- TRY IT -
Check each line of the listing below for the string "events", then copy every line that has it.

- DATA EXTRACTS -
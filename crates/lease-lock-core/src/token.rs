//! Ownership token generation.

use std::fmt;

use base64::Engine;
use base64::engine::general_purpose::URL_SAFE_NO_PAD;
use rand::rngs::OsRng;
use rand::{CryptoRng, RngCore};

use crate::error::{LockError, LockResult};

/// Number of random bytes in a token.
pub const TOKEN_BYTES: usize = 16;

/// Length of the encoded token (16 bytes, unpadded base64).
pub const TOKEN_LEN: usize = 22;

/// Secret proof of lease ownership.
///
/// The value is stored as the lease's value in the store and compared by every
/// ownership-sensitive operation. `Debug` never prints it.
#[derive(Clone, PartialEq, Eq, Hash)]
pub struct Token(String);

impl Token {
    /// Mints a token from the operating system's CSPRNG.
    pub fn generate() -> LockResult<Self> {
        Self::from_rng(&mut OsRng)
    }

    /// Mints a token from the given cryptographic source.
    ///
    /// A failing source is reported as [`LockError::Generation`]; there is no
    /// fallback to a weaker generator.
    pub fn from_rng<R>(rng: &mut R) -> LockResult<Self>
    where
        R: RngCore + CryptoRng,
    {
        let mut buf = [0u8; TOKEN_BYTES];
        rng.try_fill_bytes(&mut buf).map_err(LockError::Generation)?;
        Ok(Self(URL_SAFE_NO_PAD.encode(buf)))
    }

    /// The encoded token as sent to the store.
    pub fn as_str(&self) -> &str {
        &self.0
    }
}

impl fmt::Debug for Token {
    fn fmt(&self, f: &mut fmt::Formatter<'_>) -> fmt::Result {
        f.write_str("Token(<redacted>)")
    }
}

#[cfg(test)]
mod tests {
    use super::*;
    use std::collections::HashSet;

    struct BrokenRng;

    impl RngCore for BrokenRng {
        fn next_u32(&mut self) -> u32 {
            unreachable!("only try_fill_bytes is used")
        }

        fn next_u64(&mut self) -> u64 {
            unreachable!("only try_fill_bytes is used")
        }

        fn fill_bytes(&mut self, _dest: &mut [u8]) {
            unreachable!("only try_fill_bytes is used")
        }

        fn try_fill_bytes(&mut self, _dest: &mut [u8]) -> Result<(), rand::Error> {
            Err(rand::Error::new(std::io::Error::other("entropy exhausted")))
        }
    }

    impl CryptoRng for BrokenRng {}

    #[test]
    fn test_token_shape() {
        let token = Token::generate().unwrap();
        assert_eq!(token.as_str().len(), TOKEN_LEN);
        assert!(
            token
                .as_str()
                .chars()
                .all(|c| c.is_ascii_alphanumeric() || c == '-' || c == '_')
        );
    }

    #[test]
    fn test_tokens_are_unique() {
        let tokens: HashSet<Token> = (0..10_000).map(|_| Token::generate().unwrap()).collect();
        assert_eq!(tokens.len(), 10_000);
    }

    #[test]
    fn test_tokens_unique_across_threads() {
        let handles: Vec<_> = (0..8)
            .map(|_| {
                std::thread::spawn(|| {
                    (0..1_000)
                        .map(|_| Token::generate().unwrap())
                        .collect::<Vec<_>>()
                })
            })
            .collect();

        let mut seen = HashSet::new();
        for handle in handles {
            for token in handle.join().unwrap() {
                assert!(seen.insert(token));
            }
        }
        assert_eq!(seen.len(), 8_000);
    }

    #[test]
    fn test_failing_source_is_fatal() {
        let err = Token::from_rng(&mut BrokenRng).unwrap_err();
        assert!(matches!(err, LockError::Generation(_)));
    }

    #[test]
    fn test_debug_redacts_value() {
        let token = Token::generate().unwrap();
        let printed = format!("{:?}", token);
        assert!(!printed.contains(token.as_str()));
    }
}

...

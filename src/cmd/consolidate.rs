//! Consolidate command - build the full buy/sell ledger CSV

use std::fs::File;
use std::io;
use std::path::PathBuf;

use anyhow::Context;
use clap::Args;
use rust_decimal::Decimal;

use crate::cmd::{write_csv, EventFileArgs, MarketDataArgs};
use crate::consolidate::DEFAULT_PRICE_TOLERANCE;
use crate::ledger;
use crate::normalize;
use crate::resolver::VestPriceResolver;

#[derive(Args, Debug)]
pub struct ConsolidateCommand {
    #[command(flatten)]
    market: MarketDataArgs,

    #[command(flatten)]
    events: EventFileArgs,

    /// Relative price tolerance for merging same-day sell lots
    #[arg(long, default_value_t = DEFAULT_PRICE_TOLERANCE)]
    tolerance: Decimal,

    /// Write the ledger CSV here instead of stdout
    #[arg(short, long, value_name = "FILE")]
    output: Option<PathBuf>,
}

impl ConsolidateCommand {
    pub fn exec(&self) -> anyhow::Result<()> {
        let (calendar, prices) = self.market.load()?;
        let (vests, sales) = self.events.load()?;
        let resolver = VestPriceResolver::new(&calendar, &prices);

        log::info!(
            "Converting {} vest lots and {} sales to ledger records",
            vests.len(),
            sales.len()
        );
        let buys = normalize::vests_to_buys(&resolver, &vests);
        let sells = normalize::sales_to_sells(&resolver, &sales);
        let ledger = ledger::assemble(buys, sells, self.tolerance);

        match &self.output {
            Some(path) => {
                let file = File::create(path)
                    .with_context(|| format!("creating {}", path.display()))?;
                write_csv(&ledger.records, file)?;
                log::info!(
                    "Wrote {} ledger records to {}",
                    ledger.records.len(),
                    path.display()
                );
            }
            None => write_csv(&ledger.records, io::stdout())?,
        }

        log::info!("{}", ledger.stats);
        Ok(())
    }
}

--

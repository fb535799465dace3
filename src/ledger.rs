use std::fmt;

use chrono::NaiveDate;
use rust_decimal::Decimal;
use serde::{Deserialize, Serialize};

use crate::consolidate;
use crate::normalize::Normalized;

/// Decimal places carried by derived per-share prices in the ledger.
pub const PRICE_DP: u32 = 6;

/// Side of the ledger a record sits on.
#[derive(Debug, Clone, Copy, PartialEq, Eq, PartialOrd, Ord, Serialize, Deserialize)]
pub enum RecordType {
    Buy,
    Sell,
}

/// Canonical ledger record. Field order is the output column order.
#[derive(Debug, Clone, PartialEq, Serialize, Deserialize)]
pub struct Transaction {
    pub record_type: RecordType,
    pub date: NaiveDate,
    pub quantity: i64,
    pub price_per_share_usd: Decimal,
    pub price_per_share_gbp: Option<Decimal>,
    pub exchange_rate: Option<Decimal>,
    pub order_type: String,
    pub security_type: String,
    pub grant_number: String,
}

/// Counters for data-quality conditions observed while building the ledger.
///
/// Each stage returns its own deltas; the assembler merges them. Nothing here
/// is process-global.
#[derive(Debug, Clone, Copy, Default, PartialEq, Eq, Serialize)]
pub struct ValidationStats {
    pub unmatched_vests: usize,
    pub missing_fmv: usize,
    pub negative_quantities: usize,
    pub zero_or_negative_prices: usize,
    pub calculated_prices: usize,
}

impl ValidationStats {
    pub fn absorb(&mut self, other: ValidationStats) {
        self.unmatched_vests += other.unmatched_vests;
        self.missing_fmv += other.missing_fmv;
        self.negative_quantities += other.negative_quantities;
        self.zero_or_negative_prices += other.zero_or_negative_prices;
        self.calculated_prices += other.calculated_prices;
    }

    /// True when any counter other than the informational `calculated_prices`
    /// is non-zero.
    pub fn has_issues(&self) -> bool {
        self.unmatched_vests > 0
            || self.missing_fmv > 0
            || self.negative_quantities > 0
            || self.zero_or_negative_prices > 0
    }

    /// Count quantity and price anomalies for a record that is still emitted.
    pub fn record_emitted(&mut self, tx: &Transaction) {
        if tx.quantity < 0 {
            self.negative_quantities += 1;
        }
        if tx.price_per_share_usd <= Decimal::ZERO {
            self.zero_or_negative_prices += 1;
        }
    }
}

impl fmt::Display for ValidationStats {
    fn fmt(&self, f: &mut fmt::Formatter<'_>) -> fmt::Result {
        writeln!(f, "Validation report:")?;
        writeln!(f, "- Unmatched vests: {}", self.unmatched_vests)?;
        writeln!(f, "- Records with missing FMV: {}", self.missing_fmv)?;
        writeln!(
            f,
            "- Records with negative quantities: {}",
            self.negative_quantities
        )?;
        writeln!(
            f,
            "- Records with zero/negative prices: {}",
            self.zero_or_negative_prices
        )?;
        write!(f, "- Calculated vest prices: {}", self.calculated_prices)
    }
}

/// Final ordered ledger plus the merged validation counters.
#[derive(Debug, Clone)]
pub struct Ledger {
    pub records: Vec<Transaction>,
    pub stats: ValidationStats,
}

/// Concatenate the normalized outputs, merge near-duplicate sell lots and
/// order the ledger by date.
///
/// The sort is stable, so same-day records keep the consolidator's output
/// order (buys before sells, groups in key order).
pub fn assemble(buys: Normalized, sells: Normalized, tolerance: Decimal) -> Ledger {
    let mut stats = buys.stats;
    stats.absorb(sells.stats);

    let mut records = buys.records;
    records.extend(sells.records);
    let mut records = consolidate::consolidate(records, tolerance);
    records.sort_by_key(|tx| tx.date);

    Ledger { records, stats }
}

- RESULT OF THIS TASK -
    events: EventFileArgs,
        let (vests, sales) = self.events.load()?;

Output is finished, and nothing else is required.